= TASK OBJECTIVE =
Show, from the entries below, every line in which "through" appears.

Saved entries
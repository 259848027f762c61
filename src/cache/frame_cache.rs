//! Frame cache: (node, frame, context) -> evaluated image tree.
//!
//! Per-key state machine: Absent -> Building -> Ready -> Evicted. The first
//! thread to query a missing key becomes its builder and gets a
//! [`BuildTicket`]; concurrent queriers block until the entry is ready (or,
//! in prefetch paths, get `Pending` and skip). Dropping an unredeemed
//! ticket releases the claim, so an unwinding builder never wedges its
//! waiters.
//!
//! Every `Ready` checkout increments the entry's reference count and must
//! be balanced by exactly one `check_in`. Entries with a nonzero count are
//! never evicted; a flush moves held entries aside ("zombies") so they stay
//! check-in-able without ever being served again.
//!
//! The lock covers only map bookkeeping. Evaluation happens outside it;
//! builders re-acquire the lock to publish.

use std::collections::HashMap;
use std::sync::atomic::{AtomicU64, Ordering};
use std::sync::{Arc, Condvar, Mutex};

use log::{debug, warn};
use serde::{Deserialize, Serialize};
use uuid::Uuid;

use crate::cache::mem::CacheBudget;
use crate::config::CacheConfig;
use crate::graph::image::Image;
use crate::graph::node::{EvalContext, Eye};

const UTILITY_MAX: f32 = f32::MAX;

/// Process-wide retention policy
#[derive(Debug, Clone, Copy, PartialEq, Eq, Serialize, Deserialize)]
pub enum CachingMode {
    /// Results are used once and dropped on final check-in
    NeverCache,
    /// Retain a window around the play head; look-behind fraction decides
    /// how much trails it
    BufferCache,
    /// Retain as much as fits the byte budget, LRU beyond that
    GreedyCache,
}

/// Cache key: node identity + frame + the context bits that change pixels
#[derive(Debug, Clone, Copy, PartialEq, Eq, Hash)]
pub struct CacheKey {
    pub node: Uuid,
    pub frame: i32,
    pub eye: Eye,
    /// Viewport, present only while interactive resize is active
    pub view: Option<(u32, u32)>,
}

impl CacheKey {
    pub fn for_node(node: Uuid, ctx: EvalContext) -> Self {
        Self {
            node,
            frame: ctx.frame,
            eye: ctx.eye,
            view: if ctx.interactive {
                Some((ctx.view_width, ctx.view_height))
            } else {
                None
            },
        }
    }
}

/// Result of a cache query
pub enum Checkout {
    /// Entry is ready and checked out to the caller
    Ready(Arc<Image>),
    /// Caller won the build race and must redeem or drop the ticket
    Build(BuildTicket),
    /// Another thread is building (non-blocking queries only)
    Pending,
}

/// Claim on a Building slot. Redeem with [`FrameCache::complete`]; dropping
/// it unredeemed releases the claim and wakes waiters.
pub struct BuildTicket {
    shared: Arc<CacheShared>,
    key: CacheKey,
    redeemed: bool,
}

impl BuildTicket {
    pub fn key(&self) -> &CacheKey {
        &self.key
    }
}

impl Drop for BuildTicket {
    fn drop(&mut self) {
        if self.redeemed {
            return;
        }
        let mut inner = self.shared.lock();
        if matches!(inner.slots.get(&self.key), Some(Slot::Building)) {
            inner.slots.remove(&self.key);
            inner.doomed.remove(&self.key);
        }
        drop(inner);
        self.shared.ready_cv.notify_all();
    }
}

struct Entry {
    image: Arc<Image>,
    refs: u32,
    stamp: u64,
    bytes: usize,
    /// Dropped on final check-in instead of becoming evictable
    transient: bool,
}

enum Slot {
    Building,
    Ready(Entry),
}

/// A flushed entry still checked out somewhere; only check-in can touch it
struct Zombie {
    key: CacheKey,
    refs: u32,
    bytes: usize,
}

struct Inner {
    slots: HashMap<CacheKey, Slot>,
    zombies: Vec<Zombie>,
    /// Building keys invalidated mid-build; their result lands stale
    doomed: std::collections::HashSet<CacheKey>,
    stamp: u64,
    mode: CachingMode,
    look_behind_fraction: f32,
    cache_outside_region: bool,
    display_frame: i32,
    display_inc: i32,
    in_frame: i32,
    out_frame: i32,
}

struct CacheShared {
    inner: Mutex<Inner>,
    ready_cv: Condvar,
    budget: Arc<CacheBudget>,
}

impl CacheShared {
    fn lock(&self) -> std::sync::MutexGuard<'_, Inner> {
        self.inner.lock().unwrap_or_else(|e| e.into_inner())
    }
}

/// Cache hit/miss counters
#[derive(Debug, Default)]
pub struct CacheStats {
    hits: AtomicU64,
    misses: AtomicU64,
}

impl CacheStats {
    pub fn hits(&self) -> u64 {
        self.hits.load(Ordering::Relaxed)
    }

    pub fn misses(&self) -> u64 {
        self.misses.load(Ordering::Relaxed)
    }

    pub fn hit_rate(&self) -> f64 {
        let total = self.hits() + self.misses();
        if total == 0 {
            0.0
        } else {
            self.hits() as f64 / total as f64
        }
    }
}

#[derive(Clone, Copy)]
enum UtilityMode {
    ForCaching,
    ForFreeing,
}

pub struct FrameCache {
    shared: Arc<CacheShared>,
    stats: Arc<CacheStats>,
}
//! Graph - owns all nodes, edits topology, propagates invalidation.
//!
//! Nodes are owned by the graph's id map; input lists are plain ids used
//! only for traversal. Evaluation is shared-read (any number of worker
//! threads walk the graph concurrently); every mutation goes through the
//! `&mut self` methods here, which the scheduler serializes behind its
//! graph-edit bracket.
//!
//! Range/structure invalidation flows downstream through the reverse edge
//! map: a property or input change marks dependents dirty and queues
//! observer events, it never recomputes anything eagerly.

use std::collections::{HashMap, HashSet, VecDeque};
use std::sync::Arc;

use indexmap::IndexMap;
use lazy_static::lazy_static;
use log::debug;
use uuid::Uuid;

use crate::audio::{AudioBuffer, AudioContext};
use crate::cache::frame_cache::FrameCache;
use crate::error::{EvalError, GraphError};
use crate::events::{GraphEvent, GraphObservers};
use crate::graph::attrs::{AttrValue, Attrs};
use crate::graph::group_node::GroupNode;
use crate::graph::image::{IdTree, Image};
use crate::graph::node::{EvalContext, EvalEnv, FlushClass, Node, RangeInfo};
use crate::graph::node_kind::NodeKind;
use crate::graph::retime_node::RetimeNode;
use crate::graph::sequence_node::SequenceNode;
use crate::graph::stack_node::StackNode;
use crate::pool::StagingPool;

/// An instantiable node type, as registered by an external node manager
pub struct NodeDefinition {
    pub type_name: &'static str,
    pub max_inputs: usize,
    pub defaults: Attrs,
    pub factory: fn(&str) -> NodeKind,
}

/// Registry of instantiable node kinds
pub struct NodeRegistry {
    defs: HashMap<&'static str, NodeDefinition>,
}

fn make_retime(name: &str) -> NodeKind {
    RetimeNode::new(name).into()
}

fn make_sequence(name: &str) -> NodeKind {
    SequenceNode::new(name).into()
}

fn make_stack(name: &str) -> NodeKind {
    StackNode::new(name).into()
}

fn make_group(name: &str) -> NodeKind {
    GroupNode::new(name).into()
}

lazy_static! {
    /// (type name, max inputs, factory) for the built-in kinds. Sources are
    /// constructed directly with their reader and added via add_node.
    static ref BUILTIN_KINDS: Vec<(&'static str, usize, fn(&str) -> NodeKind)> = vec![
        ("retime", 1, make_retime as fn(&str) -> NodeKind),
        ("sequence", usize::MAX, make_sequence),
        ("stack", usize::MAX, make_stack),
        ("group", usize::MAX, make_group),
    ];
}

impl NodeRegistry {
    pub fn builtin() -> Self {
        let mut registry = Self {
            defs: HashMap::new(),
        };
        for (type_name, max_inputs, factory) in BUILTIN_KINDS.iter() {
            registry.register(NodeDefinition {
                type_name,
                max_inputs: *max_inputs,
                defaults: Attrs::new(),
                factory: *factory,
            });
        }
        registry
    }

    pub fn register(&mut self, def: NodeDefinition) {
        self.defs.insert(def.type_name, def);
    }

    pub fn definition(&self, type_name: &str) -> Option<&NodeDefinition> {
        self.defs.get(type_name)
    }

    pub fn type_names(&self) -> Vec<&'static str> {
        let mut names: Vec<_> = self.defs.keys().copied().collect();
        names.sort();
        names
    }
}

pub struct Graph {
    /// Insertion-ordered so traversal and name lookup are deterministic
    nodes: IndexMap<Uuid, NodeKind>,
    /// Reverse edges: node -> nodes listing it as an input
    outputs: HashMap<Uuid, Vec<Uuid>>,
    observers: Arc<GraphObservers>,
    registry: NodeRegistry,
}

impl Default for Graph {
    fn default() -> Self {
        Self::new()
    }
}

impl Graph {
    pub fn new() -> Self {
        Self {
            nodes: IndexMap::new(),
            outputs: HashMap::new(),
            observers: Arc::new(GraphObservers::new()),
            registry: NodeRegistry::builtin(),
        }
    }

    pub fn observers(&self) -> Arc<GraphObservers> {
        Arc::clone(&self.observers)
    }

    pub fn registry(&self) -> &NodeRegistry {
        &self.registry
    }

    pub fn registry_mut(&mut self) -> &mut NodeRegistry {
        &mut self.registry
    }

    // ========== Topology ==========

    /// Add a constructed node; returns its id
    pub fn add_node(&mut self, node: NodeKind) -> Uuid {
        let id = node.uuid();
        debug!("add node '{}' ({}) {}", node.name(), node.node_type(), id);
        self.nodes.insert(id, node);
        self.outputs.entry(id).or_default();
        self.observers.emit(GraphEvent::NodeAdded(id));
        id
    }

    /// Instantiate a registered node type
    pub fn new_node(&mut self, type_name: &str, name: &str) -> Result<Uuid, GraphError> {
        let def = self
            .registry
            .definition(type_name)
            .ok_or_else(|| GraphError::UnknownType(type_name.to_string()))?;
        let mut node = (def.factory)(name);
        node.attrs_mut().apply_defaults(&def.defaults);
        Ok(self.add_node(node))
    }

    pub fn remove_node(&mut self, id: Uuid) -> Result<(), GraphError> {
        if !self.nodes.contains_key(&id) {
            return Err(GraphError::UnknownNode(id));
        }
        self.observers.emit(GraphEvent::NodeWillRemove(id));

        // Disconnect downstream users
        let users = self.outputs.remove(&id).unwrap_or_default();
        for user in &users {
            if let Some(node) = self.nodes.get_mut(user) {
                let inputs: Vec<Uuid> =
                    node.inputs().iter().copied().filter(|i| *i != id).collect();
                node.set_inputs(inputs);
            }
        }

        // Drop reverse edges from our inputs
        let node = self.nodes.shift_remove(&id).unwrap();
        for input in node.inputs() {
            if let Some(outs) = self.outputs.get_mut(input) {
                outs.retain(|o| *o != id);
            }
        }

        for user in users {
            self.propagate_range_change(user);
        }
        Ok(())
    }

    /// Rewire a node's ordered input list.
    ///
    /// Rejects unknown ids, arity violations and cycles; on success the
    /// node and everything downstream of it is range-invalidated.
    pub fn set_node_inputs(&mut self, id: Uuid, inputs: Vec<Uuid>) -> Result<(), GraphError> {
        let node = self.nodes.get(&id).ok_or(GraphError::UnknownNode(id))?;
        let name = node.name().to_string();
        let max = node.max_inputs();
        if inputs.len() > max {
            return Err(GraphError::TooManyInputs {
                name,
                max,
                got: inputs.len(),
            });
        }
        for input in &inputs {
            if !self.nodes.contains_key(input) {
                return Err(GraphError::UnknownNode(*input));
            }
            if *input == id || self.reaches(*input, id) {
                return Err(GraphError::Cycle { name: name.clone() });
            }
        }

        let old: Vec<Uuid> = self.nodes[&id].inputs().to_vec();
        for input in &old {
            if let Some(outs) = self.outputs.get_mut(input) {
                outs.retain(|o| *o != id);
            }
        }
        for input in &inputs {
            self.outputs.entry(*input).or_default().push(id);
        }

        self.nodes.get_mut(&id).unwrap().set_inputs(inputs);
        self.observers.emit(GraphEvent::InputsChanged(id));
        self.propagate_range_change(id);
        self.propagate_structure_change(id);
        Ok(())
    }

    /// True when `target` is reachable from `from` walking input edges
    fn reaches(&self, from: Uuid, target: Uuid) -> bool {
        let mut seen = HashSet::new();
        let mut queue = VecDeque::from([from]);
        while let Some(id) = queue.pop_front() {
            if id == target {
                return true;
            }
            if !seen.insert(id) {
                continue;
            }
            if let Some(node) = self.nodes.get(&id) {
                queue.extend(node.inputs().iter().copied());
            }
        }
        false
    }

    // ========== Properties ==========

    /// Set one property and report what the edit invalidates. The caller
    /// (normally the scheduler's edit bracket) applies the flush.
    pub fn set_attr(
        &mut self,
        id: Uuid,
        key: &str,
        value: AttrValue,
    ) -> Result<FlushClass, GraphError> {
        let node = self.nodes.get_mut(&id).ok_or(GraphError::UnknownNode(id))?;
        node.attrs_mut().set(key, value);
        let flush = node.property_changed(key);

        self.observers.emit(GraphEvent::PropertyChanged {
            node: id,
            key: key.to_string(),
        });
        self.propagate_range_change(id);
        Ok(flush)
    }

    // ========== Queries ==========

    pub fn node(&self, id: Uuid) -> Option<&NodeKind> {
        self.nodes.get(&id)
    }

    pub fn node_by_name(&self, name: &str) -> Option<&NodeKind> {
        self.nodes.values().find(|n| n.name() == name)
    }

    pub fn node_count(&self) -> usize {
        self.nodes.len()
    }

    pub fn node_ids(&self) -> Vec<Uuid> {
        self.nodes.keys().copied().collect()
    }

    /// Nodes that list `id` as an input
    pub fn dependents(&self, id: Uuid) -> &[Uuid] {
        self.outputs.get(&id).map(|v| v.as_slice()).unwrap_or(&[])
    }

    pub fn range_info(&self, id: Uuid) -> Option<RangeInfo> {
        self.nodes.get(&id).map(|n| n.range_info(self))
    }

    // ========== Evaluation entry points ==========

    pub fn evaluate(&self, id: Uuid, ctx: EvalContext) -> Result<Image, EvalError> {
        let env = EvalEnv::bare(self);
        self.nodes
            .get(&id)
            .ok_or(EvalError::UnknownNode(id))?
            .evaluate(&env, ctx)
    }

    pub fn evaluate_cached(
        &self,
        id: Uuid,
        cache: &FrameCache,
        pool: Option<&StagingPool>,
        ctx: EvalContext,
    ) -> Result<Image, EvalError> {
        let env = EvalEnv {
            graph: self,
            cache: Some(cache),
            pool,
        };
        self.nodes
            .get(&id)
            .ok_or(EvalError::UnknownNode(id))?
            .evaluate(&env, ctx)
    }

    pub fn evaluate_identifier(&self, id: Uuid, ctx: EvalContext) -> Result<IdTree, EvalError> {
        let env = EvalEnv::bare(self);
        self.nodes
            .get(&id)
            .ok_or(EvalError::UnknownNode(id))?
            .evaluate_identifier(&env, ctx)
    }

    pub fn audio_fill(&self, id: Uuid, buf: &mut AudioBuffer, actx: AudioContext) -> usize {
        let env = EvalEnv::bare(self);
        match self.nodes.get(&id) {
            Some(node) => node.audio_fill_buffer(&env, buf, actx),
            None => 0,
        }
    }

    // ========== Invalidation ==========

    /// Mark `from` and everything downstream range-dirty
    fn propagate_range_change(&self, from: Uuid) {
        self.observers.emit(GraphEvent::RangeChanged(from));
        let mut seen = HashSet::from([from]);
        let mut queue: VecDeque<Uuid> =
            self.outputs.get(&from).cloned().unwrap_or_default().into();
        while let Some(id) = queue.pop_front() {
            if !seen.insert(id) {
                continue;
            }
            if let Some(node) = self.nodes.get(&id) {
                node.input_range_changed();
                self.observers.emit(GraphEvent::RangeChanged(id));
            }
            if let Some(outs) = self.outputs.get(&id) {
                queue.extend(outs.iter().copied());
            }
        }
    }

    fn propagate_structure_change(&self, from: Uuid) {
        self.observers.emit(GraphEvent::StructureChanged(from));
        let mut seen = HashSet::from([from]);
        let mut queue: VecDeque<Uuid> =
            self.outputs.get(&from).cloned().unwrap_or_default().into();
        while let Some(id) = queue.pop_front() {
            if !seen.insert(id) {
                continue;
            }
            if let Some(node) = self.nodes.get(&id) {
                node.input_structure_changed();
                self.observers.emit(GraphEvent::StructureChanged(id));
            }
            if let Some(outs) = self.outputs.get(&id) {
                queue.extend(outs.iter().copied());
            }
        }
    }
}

= ANSWER SPACE =
//! threads walk the graph concurrently); every mutation goes through the
//! Range/structure invalidation flows downstream through the reverse edge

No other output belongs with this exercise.